外ではマッデンが自分を探しているのが見える。そして目の前には轟々と荒ぶる洪水っ!



(マッデンは俺の事を優先で警戒しているはず。俺が上に上がるってのは無しだっ! 絶対にあがれねえっ。)


上に上がれば地獄のハチの巣。


そして下に居れば。



「うあぁぁっ!? 助けてくれ……ぷあっ!? はぁはぁっ。
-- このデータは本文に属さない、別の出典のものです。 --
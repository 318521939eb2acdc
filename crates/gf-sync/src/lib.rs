//! GemFall synchronization layer
//!
//! Keeps a remote renderer in lockstep with the authoritative spin
//! simulation: typed wire protocol (`protocol`), per-spin session state
//! machine with hash validation and recovery (`session`), the async step
//! delivery driver (`delivery`), and the append-only spin history
//! (`audit`).

pub mod audit;
pub mod delivery;
pub mod error;
pub mod protocol;
pub mod session;

pub use audit::AuditLog;
pub use delivery::{DeliveryConfig, DeliveryOutcome, SessionDriver, StepTransport};
pub use error::SyncError;
pub use protocol::{ClientReportKind, DesyncCause, GameMessage, RecoveryType};
pub use session::{AckOutcome, SessionState, SyncSession};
助け……」


ぶくぶく……と人が沈んでいく。


もう2度と、生きては浮かばないだろう。


水位は一時ほどの速さは無くともじわりと、音もなく水かさを上げ続けていた。


それに……。



ザバァッ!



まるでマグロ漁に出たかのごとしっ!


この波に打たれれば、ジキムートでも恐らく体勢の維持は難しい。


近接攻撃方法しか持たない彼には、手も足もでないっ!



「万策尽きたな」


ふふっと笑うジキムート。


魔法も使えず、攻撃力も防御力も遠く及ばない彼。


もう……勝てる要素が一ミリもなさそうだ。



「上がって消されるか……意地汚く隠れ続けて、魔力の消耗を待ちながら死ぬか。それ以外だ、それよりマシなのをケツからでも良いっ! ひねり出せ……」


考えてそして彼は……ある事を思いつく。


「いや……。良く考えりゃ、これは好機かもしれねえな……っ」


ジキムートは笑ってそして、その場を離れた。